Mi’kmaq grandmothers and grassroots people have given notice to evict Alton Gas from their territory.
Monday, on the eve of a court hearing spurred by the natural gas company’s application for an injunction, the Treaty Beneficiary Association of the Mi’kmaw People held a press conference in Halifax.
Mi’kmaq grandmothers Doreen Bernard, Elizabeth Marshall, and Mi’kmaq water protector and treaty scholar Michelle Paul explained why Alton Gas isn’t welcome in unceded Mi’kmaq territory.
“Mi’kmaq rights holders have never given permission for Alton Gas to operate in their territory and have voiced opposition to the project for many years, even occupying land at a ceremonial Treaty Camp and Truckhouse adjacent to the proposed brine discharge site,” Paul said Monday.
Paul also said Alton Gas would release approximately 10,000 cubic meters of salt brine into the river every day, and that “the work this company proposes will further damage the ecological balance of the Sipekne’katik River, threatening species that have lived alongside us for thousands of years.”
Marshall said the eviction notice has been sent to Alton Gas, but they have not received a response.
The notice states: “The eviction of Alton Gas is non-negotiable. The disturbance and intended harm to our Sipekne’katik River has cost enough time from the lives of our people, and it must not cost our next generations.”
The company is proposing to store natural gas in underground caverns along the Sipekne’katik river. Alton Gas plans to hollow out the caverns with salt brine, which it then plans to discharge into the river.
The protectors say the project would destroy the river’s fish and ecosystem.

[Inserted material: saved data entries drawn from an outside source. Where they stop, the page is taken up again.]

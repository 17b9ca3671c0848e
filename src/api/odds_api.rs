use crate::config::{OddsApiConfig, OddsApiToken};
use crate::error::{Error, Result};
use crate::models::{GameOdds, H2hOdds, HomeAway, MarketKind, SpreadOdds, TotalOdds};
use chrono::{DateTime, Utc};
use serde::{Deserialize, Serialize};
use tracing::{debug, info};

const OVER: &str = "Over";
const UNDER: &str = "Under";

/// A single game from The Odds API with every bookmaker's markets
#[derive(Debug, Clone, Serialize, Deserialize)]
pub struct OddsEvent {
    pub id: String,
    #[serde(default)]
    pub sport_title: String,
    pub commence_time: DateTime<Utc>,
    pub home_team: String,
    pub away_team: String,
    #[serde(default)]
    pub bookmakers: Vec<OddsBookmaker>,
}

#[derive(Debug, Clone, Serialize, Deserialize)]
pub struct OddsBookmaker {
    pub key: String,
    #[serde(default)]
    pub title: String,
    #[serde(default)]
    pub last_update: Option<DateTime<Utc>>,
    #[serde(default)]
    pub markets: Vec<OddsMarket>,
}

/// Market data (h2h, spreads, totals) from The Odds API
#[derive(Debug, Clone, Serialize, Deserialize)]
pub struct OddsMarket {
    pub key: String,
    #[serde(default)]
    pub outcomes: Vec<OddsOutcome>,
}

/// Outcome keyed by team name, or "Over"/"Under" for totals
#[derive(Debug, Clone, Serialize, Deserialize)]
pub struct OddsOutcome {
    pub name: String,
    pub price: f64,
    #[serde(default)]
    pub point: Option<f64>,
}

impl OddsMarket {
    fn outcome(&self, kind: MarketKind, name: &str) -> Result<&OddsOutcome> {
        self.outcomes
            .iter()
            .find(|outcome| outcome.name == name)
            .ok_or_else(|| Error::MalformedMarket {
                market: kind,
                name: name.to_string(),
            })
    }

    fn point(&self, kind: MarketKind, name: &str) -> Result<f64> {
        self.outcome(kind, name)?
            .point
            .ok_or_else(|| Error::MalformedMarket {
                market: kind,
                name: format!("{} point", name),
            })
    }

    fn price(&self, kind: MarketKind, name: &str) -> Result<i32> {
        Ok(self.outcome(kind, name)?.price.round() as i32)
    }
}

impl OddsEvent {
    pub fn matches(&self, teams: &HomeAway<String>) -> bool {
        self.away_team == teams.away && self.home_team == teams.home
    }

    fn market(&self, kind: MarketKind) -> Option<&OddsMarket> {
        self.bookmakers
            .first()?
            .markets
            .iter()
            .find(|market| market.key == kind.api_key())
    }

    /// Odds from the first bookmaker, `None` when no bookmaker quoted the game
    pub fn game_odds(&self) -> Result<Option<GameOdds>> {
        if self.bookmakers.is_empty() {
            return Ok(None);
        }
        let away = self.away_team.as_str();
        let home = self.home_team.as_str();

        let h2h = match self.market(MarketKind::H2h) {
            Some(market) => {
                let kind = MarketKind::H2h;
                let price = HomeAway::new(market.price(kind, away)?, market.price(kind, home)?);
                Some(H2hOdds::new(price, ()))
            }
            None => None,
        };

        let spread = match self.market(MarketKind::Spread) {
            Some(market) => {
                let kind = MarketKind::Spread;
                let price = HomeAway::new(market.price(kind, away)?, market.price(kind, home)?);
                let points = HomeAway::new(market.point(kind, away)?, market.point(kind, home)?);
                Some(SpreadOdds::new(price, points))
            }
            None => None,
        };

        let total = match self.market(MarketKind::Total) {
            Some(market) => {
                let kind = MarketKind::Total;
                let price = HomeAway::new(market.price(kind, UNDER)?, market.price(kind, OVER)?);
                Some(TotalOdds::new(price, market.point(kind, UNDER)?))
            }
            None => None,
        };

        Ok(Some(GameOdds { h2h, spread, total }))
    }
}

/// Keep events that start strictly inside the window
pub fn filter_window(
    events: Vec<OddsEvent>,
    start: DateTime<Utc>,
    end: DateTime<Utc>,
) -> Vec<OddsEvent> {
    events
        .into_iter()
        .filter(|event| event.commence_time > start && event.commence_time < end)
        .collect()
}

pub fn parse_odds_events(json: &str) -> Result<Vec<OddsEvent>> {
    Ok(serde_json::from_str(json)?)
}

pub struct OddsApiClient {
    config: OddsApiConfig,
    token: OddsApiToken,
    client: reqwest::Client,
}

impl OddsApiClient {
    pub fn new(config: OddsApiConfig, token: OddsApiToken) -> Self {
        Self {
            config,
            token,
            client: reqwest::Client::new(),
        }
    }

    /// Fetch NFL odds for every upcoming game the bookmakers list
    pub async fn fetch_events(&self) -> Result<Vec<OddsEvent>> {
        let url = format!(
            "{}/sports/{}/odds",
            self.config.base_url, self.config.sport
        );
        let markets = MarketKind::ALL.map(MarketKind::api_key).join(",");

        debug!("Querying The Odds API for {} odds", self.config.sport);
        let response = self
            .client
            .get(&url)
            .query(&[
                ("apiKey", self.token.as_str()),
                ("regions", self.config.regions.as_str()),
                ("markets", markets.as_str()),
                ("oddsFormat", "american"),
                ("dateFormat", "iso"),
                ("bookmakers", self.config.bookmakers.as_str()),
            ])
            .send()
            .await?;

        if !response.status().is_success() {
            return Err(Error::Status {
                provider: "The Odds API",
                status: response.status(),
            });
        }

        Ok(response.json().await?)
    }

    /// Fetch odds for games starting inside a week's window
    pub async fn fetch_events_between(
        &self,
        start: DateTime<Utc>,
        end: DateTime<Utc>,
    ) -> Result<Vec<OddsEvent>> {
        let events = self.fetch_events().await?;
        debug!("Filter odds data for dates {} - {}", start, end);
        Ok(filter_window(events, start, end))
    }

    /// Check how many API requests you have remaining
    pub async fn check_usage(&self) -> Result<ApiUsage> {
        let url = format!("{}/sports", self.config.base_url);

        let response = self
            .client
            .get(&url)
            .query(&[("apiKey", self.token.as_str())])
            .send()
            .await?;

        let header = |name: &str| {
            response
                .headers()
                .get(name)
                .and_then(|value| value.to_str().ok())
                .map(str::to_string)
        };
        let usage = ApiUsage {
            remaining: header("x-requests-remaining"),
            used: header("x-requests-used"),
        };
        info!("Odds API usage: {}", usage);
        Ok(usage)
    }
}

/// Request quota reported by The Odds API response headers
#[derive(Debug, Clone, Default)]
pub struct ApiUsage {
    pub remaining: Option<String>,
    pub used: Option<String>,
}

impl std::fmt::Display for ApiUsage {
    fn fmt(&self, f: &mut std::fmt::Formatter<'_>) -> std::fmt::Result {
        write!(
            f,
            "{} requests remaining, {} used",
            self.remaining.as_deref().unwrap_or("?"),
            self.used.as_deref().unwrap_or("?")
        )
    }
}

#[cfg(test)]
mod tests {
    use super::*;
    use chrono::TimeZone;

    const EVENT: &str = r#"{
        "id": "abc",
        "sport_title": "NFL",
        "commence_time": "2022-11-24T17:30:00Z",
        "home_team": "Team H",
        "away_team": "Team A",
        "bookmakers": [{
            "key": "fanduel",
            "title": "FanDuel",
            "last_update": "2022-11-24T12:00:00Z",
            "markets": [
                {"key": "h2h", "outcomes": [
                    {"name": "Team A", "price": 160},
                    {"name": "Team H", "price": -190}
                ]},
                {"key": "spreads", "outcomes": [
                    {"name": "Team A", "price": -110, "point": 3.5},
                    {"name": "Team H", "price": -110, "point": -3.5}
                ]},
                {"key": "totals", "outcomes": [
                    {"name": "Over", "price": -112, "point": 40.5},
                    {"name": "Under", "price": -108, "point": 40.5}
                ]}
            ]
        }]
    }"#;

    #[test]
    fn test_game_odds_from_first_bookmaker() {
        let event: OddsEvent = serde_json::from_str(EVENT).unwrap();
        let odds = event.game_odds().unwrap().unwrap();

        let h2h = odds.h2h.unwrap();
        assert_eq!(h2h.quote.price, HomeAway::new(160, -190));

        let spread = odds.spread.unwrap();
        assert_eq!(spread.quote.price, HomeAway::new(-110, -110));
        assert_eq!(spread.quote.points, HomeAway::new(3.5, -3.5));

        let total = odds.total.unwrap();
        assert_eq!(*total.quote.price.under(), -108);
        assert_eq!(*total.quote.price.over(), -112);
        assert_eq!(total.quote.points, 40.5);
    }

    #[test]
    fn test_no_bookmakers_means_no_odds() {
        let mut event: OddsEvent = serde_json::from_str(EVENT).unwrap();
        event.bookmakers.clear();
        assert!(event.game_odds().unwrap().is_none());
    }

    #[test]
    fn test_missing_outcome_is_malformed() {
        let mut event: OddsEvent = serde_json::from_str(EVENT).unwrap();
        event.bookmakers[0].markets[1].outcomes.pop();
        match event.game_odds() {
            Err(Error::MalformedMarket { market, name }) => {
                assert_eq!(market, MarketKind::Spread);
                assert_eq!(name, "Team H");
            }
            other => panic!("expected malformed market, got {:?}", other),
        }
    }

    #[test]
    fn test_missing_market_is_absent() {
        let mut event: OddsEvent = serde_json::from_str(EVENT).unwrap();
        event.bookmakers[0].markets.retain(|m| m.key != "totals");
        let odds = event.game_odds().unwrap().unwrap();
        assert!(odds.h2h.is_some());
        assert!(odds.total.is_none());
    }

    #[test]
    fn test_filter_window_is_strict() {
        let event: OddsEvent = serde_json::from_str(EVENT).unwrap();
        let kickoff = event.commence_time;
        let start = Utc.with_ymd_and_hms(2022, 11, 23, 8, 0, 0).unwrap();
        let end = Utc.with_ymd_and_hms(2022, 11, 30, 7, 59, 0).unwrap();

        assert_eq!(filter_window(vec![event.clone()], start, end).len(), 1);
        assert!(filter_window(vec![event.clone()], kickoff, end).is_empty());
        assert!(filter_window(vec![event], start, kickoff).is_empty());
    }

    #[tokio::test]
    #[ignore]
    async fn test_fetch_events() {
        dotenv::dotenv().ok();
        let config = OddsApiConfig::default();
        let token = OddsApiToken::acquire(&config).unwrap();
        let client = OddsApiClient::new(config, token);

        let events = client.fetch_events().await.unwrap();
        assert!(!events.is_empty());
    }
}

Alton Gas stated in an email that they are in compliance with all federal, provincial and local requirements and the project will not harm the fish or the habitat. They say they will continuously monitor the salinity levels in the river.
But water protectors are not convinced.
They have resisted the project since 2014 and have remained at the site since 2016.
Alton Gas filed an injunction to remove those who continue to block access to the site. The company said they need to bring in heavy equipment to conduct maintenance and repairs to existing infrastructure; the electrical equipment was recently damaged by flooding.
The grandmothers and protectors say they will continue to protect the river for the next seven generations.
“Alton gas needs to google our history in upholding our treaty and our title,” said Marshall.
“They’ll find out that every single time that we have entered battle, with the oppressor—every single time, one hundred percent—we have won.”
The women say they are prepared to protect the river, regardless of the court’s decision regarding Alton Gas’s application for an injunction.